GPT-4’e Ne Kadar Güvenebiliriz?
Halüsinasyon, Rebooting AI: Building Artificial Intelligence We Can Trust kitabının yazarlarından Gary Marcus’un uzun bir süredir üzerinde durduğu bir konu. Marcus, GPT’nin muhteşem olmasına rağmen 2022 yılındaki makalesinde belirttiği doğruluk ve güvenilirlik sorunlarını aşamadığını savunuyor. GPT’nin robotlara veya bilimsel keşiflere rehberlik etmek için güvenilir bir şekilde kullanılamayacağı konusunda ısrar ediyor (https://garymarcus.substack.com/p/gpt-4s-successes-and-gpt-4s-failures ).
Ancak medya, coşkuyla tam tersini iddia ediyor ve GPT’nin içsel sorunları yeterli ve açık bir şekilde tartışılmıyor. Bunda YZ şirketlerinin ve bazı bilim insanlarının da payı var. Örneğin, 2016’da Toronto’daki YZ konferansında derin öğrenmenin büyükbabası ve zamanımızın en ünlü bilim insanlarından Geoffrey Hinton, radyologluğun sonunun geldiğini öne sürüyordu. Hinton’a göre derin öğrenme, MRI ve BT taramalarından alınan görüntüleri okumak için o kadar uygundu ki radyolog yetiştirmeyi artık bırakmamız gerekiyordu. Derin öğrenme, beş yıl içinde daha iyi sonuçlar verecekti. Günümüzde gelindiğinde ise yapay öğrenmenin (machine learning – makine öğrenmesi) radyolojide kullanımının göründüğü kadar kolay olmadığı ortaya çıktı. Şimdi insanlar ve makinelerin birbirlerinin güçlü yanlarını tamamlayarak çalışmasının daha verimli olacağı görüşü yaygın. En azından şimdilik!
Marcus (2022), insan dilini gerçekten anlayabilen makinelerden hâlâ çok uzak olduğumuzu ve güvenilir bir yapay zeka elde edeceksek derin öğrenmenin inşa etmemiz gereken şeyin yalnızca küçük bir parçası olduğunu düşünüyor. Marcus’a (2022) göre temelde örüntüleri tanımaya yönelik bir teknik olan derin öğrenme, ihtiyacımız olan tek şeyin kabaca hazır sonuçlar olduğu, risklerin düşük olduğu ve mükemmel sonuçların isteğe bağlı olduğu durumlarda kendini en iyi gösteriyor. Örneğin, akıllı telefonunuzdan tavşan fotoğraflarını listelemesini istediğinizde daha önce hiçbir fotoğrafı etiketlememiş olsanız da telefonunuzdaki YZ, tavşan etiketli fotoğraflara yeterince (!) benzeyen tüm fotoğrafları listeleyebilir. Fakat otomatik, derin öğrenme destekli fotoğraf etiketleme hataya açıktır; ışığın yetersiz, fotoğraf açısının ters vb olduğu durumlarda bazı tavşan fotoğraflarını kaçırabilir. Fakat birkaç fotoğrafı kaçırdı diye kimse zarar görmez ve sinirlenip telefonunu fırlatıp atmaz.

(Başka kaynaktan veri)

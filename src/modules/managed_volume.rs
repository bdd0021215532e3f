//! Managed volume snapshots
//!
//! Flips a managed volume between its writable (begin) and read-only
//! snapshot (end) states for application-driven backups. Idempotent on
//! the volume's current writability.

use super::common::lookup_sla_domain;
use super::{find_exact, ModuleOutcome};
use crate::cdm::client::CdmClient;
use crate::cdm::error::CdmResult;
use crate::cdm::http::ApiVersion;
use serde::Deserialize;
use serde_json::{json, Value};

/// Managed volume summary from `GET internal /managed_volume`.
#[derive(Debug, Clone, Deserialize)]
#[serde(rename_all = "camelCase")]
pub struct ManagedVolumeSummary {
    pub id: String,
    pub name: String,
    #[serde(default)]
    pub is_writable: bool,
}

#[derive(Debug, Clone, Copy, PartialEq, Eq, clap::ValueEnum)]
pub enum ManagedVolumeAction {
    /// Open the volume for writes
    Begin,
    /// Close the volume and snapshot what was written
    End,
}

#[derive(Debug, Clone, clap::Args)]
pub struct ManagedVolumeParams {
    /// Name of the managed volume
    #[arg(long)]
    pub name: String,

    /// Whether to begin or end the snapshot window
    #[arg(long, value_enum)]
    pub action: ManagedVolumeAction,

    /// SLA domain for retention of the closing snapshot; defaults to the
    /// SLA already assigned to the volume
    #[arg(long = "sla-domain")]
    pub sla_domain_name: Option<String>,
}

async fn lookup_managed_volume(
    client: &CdmClient,
    name: &str,
) -> CdmResult<ManagedVolumeSummary> {
    let endpoint = format!("/managed_volume?name={}", urlencoding::encode(name));
    let volumes: Vec<ManagedVolumeSummary> =
        client.get_list(ApiVersion::Internal, &endpoint).await?;
    find_exact(volumes, |mv| mv.name == name).require_one("Managed Volume", name)
}

pub async fn run(client: &CdmClient, params: &ManagedVolumeParams) -> CdmResult<ModuleOutcome> {
    let volume = lookup_managed_volume(client, &params.name).await?;

    match params.action {
        ManagedVolumeAction::Begin => {
            if volume.is_writable {
                return Ok(ModuleOutcome::unchanged(format!(
                    "No change required. The Managed Volume '{}' is already assigned in a writable state.",
                    params.name
                )));
            }
            let response = client
                .post(
                    ApiVersion::Internal,
                    &format!("/managed_volume/{}/begin_snapshot", volume.id),
                    &Value::Null,
                )
                .await?;
            Ok(ModuleOutcome::changed(response))
        }
        ManagedVolumeAction::End => {
            if !volume.is_writable {
                return Ok(ModuleOutcome::unchanged(format!(
                    "No change required. The Managed Volume '{}' is already assigned in a read-only state.",
                    params.name
                )));
            }
            let body = match &params.sla_domain_name {
                Some(sla_name) => {
                    let sla = lookup_sla_domain(client, sla_name).await?;
                    json!({ "retentionConfig": { "slaId": sla.id } })
                }
                None => json!({}),
            };
            let response = client
                .post(
                    ApiVersion::Internal,
                    &format!("/managed_volume/{}/end_snapshot", volume.id),
                    &body,
                )
                .await?;
            Ok(ModuleOutcome::changed(response))
        }
    }
}
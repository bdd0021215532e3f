//! Shared lookups for vSphere-backed modules
//!
//! Several modules resolve the same objects by name before acting: vSphere
//! VMs, SLA domains, ESXi hosts. The scans live here so every call site
//! applies the same filters and failure messages.

use super::{find_exact, Match};
use crate::cdm::client::CdmClient;
use crate::cdm::error::CdmResult;
use crate::cdm::http::ApiVersion;
use serde::Deserialize;

/// vSphere VM summary from `GET v1 /vmware/vm`.
#[derive(Debug, Clone, Deserialize)]
#[serde(rename_all = "camelCase")]
pub struct VmSummary {
    pub id: String,
    pub name: String,
    #[serde(default)]
    pub configured_sla_domain_id: Option<String>,
    #[serde(default)]
    pub effective_sla_domain_id: Option<String>,
}

/// SLA domain summary from `GET v1 /sla_domain`.
#[derive(Debug, Clone, Deserialize)]
#[serde(rename_all = "camelCase")]
pub struct SlaDomainSummary {
    pub id: String,
    pub name: String,
}

/// ESXi host summary from `GET v1 /vmware/host`.
#[derive(Debug, Clone, Deserialize)]
#[serde(rename_all = "camelCase")]
pub struct VsphereHostSummary {
    pub id: String,
    pub name: String,
}

/// Resolve a vSphere VM by exact name. The query pre-filters on the
/// cluster side; the scan confirms the exact match since the API matches
/// substrings.
pub async fn lookup_vm(client: &CdmClient, name: &str) -> CdmResult<VmSummary> {
    let endpoint = format!(
        "/vmware/vm?primary_cluster_id=local&is_relic=false&name={}",
        urlencoding::encode(name)
    );
    let vms: Vec<VmSummary> = client.get_list(ApiVersion::V1, &endpoint).await?;
    find_exact(vms, |vm| vm.name == name).require_one("vSphere VM", name)
}

/// Resolve an SLA domain by exact name.
pub async fn lookup_sla_domain(client: &CdmClient, name: &str) -> CdmResult<SlaDomainSummary> {
    let endpoint = format!(
        "/sla_domain?primary_cluster_id=local&name={}",
        urlencoding::encode(name)
    );
    let domains: Vec<SlaDomainSummary> = client.get_list(ApiVersion::V1, &endpoint).await?;
    find_exact(domains, |sla| sla.name == name).require_one("SLA Domain", name)
}

/// Resolve an ESXi host by exact name, for live mounts targeting a
/// specific host.
pub async fn lookup_vsphere_host(client: &CdmClient, name: &str) -> CdmResult<VsphereHostSummary> {
    let hosts: Vec<VsphereHostSummary> = client.get_list(ApiVersion::V1, "/vmware/host").await?;
    find_exact(hosts, |host| host.name == name).require_one("vSphere host", name)
}

#[cfg(test)]
mod tests {
    use super::*;

    #[test]
    fn vm_summary_reads_camel_case_fields() {
        let vm: VmSummary = serde_json::from_str(
            r#"{
                "id": "VirtualMachine:::vm-1",
                "name": "sql-prod-01",
                "configuredSlaDomainId": "sla-1",
                "effectiveSlaDomainId": "sla-2",
                "powerStatus": "poweredOn"
            }"#,
        )
        .unwrap();
        assert_eq!(vm.configured_sla_domain_id.as_deref(), Some("sla-1"));
        assert_eq!(vm.effective_sla_domain_id.as_deref(), Some("sla-2"));
    }
}
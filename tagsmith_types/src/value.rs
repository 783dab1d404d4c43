//! Tag values.
//!
//! A [`TagValue`] is a kind, some raw bytes, and the byte order those bytes
//! are in. Its text form is always derived from the bytes.

use crate::exif::{Endianness, primitives::PrimitiveTy};

/// Every kind of value a tag may hold.
///
/// The first twelve are the TIFF primitive types used by Exif. IPTC uses
/// `String`, `Date`, and `Time` (plus `Undefined` for binary datasets). XMP
/// values are always text, but remember which kind of array they came from.
#[derive(Clone, Copy, Debug, Hash, PartialEq, Eq, PartialOrd, Ord)]
pub enum ValueKind {
    Byte,
    Ascii,
    Short,
    Long,
    Rational,
    SByte,
    Undefined,
    SShort,
    SLong,
    SRational,
    Float,
    Double,

    String,
    Date,
    Time,

    XmpText,
    XmpBag,
    XmpSeq,
    XmpAlt,
}

impl ValueKind {
    /// The TIFF primitive backing this kind, if it's an Exif kind.
    pub const fn primitive(&self) -> Option<PrimitiveTy> {
        Some(match self {
            ValueKind::Byte => PrimitiveTy::Byte,
            ValueKind::Ascii => PrimitiveTy::Ascii,
            ValueKind::Short => PrimitiveTy::Short,
            ValueKind::Long => PrimitiveTy::Long,
            ValueKind::Rational => PrimitiveTy::Rational,
            ValueKind::SByte => PrimitiveTy::SByte,
            ValueKind::Undefined => PrimitiveTy::Undefined,
            ValueKind::SShort => PrimitiveTy::SShort,
            ValueKind::SLong => PrimitiveTy::SLong,
            ValueKind::SRational => PrimitiveTy::SRational,
            ValueKind::Float => PrimitiveTy::Float,
            ValueKind::Double => PrimitiveTy::Double,
            _ => return None,
        })
    }

    /// Whether this kind is one of the XMP kinds.
    pub const fn is_xmp(&self) -> bool {
        matches!(
            self,
            ValueKind::XmpText | ValueKind::XmpBag | ValueKind::XmpSeq | ValueKind::XmpAlt
        )
    }

    pub const fn as_str(&self) -> &'static str {
        match self {
            ValueKind::Byte => "Byte",
            ValueKind::Ascii => "Ascii",
            ValueKind::Short => "Short",
            ValueKind::Long => "Long",
            ValueKind::Rational => "Rational",
            ValueKind::SByte => "SByte",
            ValueKind::Undefined => "Undefined",
            ValueKind::SShort => "SShort",
            ValueKind::SLong => "SLong",
            ValueKind::SRational => "SRational",
            ValueKind::Float => "Float",
            ValueKind::Double => "Double",
            ValueKind::String => "String",
            ValueKind::Date => "Date",
            ValueKind::Time => "Time",
            ValueKind::XmpText => "XmpText",
            ValueKind::XmpBag => "XmpBag",
            ValueKind::XmpSeq => "XmpSeq",
            ValueKind::XmpAlt => "XmpAlt",
        }
    }
}

impl From<PrimitiveTy> for ValueKind {
    fn from(value: PrimitiveTy) -> Self {
        match value {
            PrimitiveTy::Byte => ValueKind::Byte,
            PrimitiveTy::Ascii => ValueKind::Ascii,
            PrimitiveTy::Short => ValueKind::Short,
            PrimitiveTy::Long => ValueKind::Long,
            PrimitiveTy::Rational => ValueKind::Rational,
            PrimitiveTy::SByte => ValueKind::SByte,
            PrimitiveTy::Undefined => ValueKind::Undefined,
            PrimitiveTy::SShort => ValueKind::SShort,
            PrimitiveTy::SLong => ValueKind::SLong,
            PrimitiveTy::SRational => ValueKind::SRational,
            PrimitiveTy::Float => ValueKind::Float,
            PrimitiveTy::Double => ValueKind::Double,
        }
    }
}
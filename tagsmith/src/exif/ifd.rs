use winnow::{
    Parser,
    binary::{u16, u32},
    error::EmptyError,
    token::take,
};

use super::{
    State, Stream,
    error::{ExifFieldError, IfdError},
    value::{RawEntry, parse_entry},
};

/// Each IFD entry is always twelve bytes: tag, type, count, and value (or
/// offset).
const ENTRY_LEN: usize = 12;

/// An image file directory found within Exif metadata.
///
/// These contain a number of fields and directions to the next IFD.
#[derive(Clone, Debug, PartialEq)]
pub struct Ifd<'a> {
    /// A list of fields on this IFD.
    pub fields: Vec<Result<RawEntry<'a>, ExifFieldError>>,

    /// A pointer in the blob to the next IFD, if any.
    pub next: Option<u32>,
}

/// Parses out an entire IFD, starting at `offset` in the blob.
pub fn parse_ifd<'a>(state: &State<'a>, offset: u32) -> Result<Ifd<'a>, IfdError> {
    let endianness = state.endianness;
    let group = state.group;

    let Some(start) = state.blob.get(offset as usize..) else {
        log::warn!("IFD `{group}` is outside the blob! offset: `{offset}`");
        return Err(IfdError::OutOfBounds { group, offset });
    };

    let input = &mut Stream {
        input: start,
        state: state.clone(),
    };

    let entry_count: u16 = u16(endianness).parse_next(input).map_err(|_: EmptyError| {
        log::warn!("Couldn't find count on IFD `{group}` - ran out of data!");
        IfdError::NoEntryCount { group }
    })?;

    log::trace!("Parsing `{entry_count}` fields on IFD `{group}`...");
    let mut fields = Vec::with_capacity(entry_count as usize);
    for i in 0..entry_count {
        // take the whole entry first, so a bad one doesn't throw off the rest
        let Ok(chunk) = take(ENTRY_LEN)
            .parse_next(&mut input.input)
            .map_err(|_: EmptyError| ())
        else {
            log::warn!(
                "IFD `{group}` ran out of data at entry `{i}` of `{entry_count}`. \
                Keeping what we have."
            );
            fields.push(Err(ExifFieldError::Truncated));
            return Ok(Ifd { fields, next: None });
        };

        fields.push(parse_entry(&mut Stream {
            input: chunk,
            state: state.clone(),
        }));
    }
    log::trace!("Completed field parsing!");

    let next = match u32(endianness).parse_next(input) {
        Ok(0_u32) => {
            log::trace!("There won't be a next IFD.");
            None
        }
        Ok(raw_location) => {
            log::trace!("Another IFD was detected! offset: `{raw_location}`");
            Some(raw_location)
        }
        Err(EmptyError) => {
            log::warn!("IFD `{group}` didn't contain a pointer to the next IFD!");
            None
        }
    };

    Ok(Ifd { fields, next })
}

Radyoloji veya sürücüsüz araçlarda olduğu gibi riskler daha yüksek olduğunda, derin öğrenmeyi benimseme konusunda çok daha dikkatli olmamız gerekir. Yapılacak tek bir hata, insanın hayatına mal olacaktır. Özellikle, derin öğrenme sistemlerinin üzerinde eğitildikleri şeylerden önemli ölçüde farklı olan “aykırı değerler” ciddi sorunlar yaratabilir. Örneğin Tesla, “tam kendi kendine sürüş modu”nda, yolun ortasında dur işaretini tutan bir kişiyle karşılaştığında ne yapacağını şaşırdı; insan sürücü, aracı devralmak zorunda kaldı. Çünkü Tesla, ne kısmen dur işaretiyle gizlenmiş insanı ne de yol kenarındaki olağan bağlamının dışındaki dur işaretini tanıyabildi!
Derin öğrenme sistemleri günümüzde hiç beklenmedik anlarda aptalca hatalar yapabiliyorlar. Bazen bir insan radyoloğun bir aksaklık olarak değerlendireceği (görüntüdeki kirlilik gibi) durumlar yanlış okunabiliyor. Radyolojide kullanılan YZ sistemleri çoğunlukla veya tamamen görüntülere dayanıyor. Bir hastanın geçmişini tanımlayabilecek tüm metinleri yeterince anlamadığından bazen kritik bilgileri ihmal ediyor. Dolayısıyla radyologlar tamamen devreden çıkarılamıyor. Bir derin öğrenme sistemi, elmanın önünde üzerinde “iPod” yazan bir kağıt parçası olduğu için elmayı yanlış bir şekilde iPod olarak etiketleyebiliyor. Ya da bir başkası, karlı bir yolda devrilmiş bir otobüsü kar küreme makinesi olarak etiketleyebiliyor. Marcus (2022), yapay öğrenmenin bütün bir alt alanının bu gibi hataları incelediğini, ancak henüz net yanıtlara ulaşamadığını belirtiyor.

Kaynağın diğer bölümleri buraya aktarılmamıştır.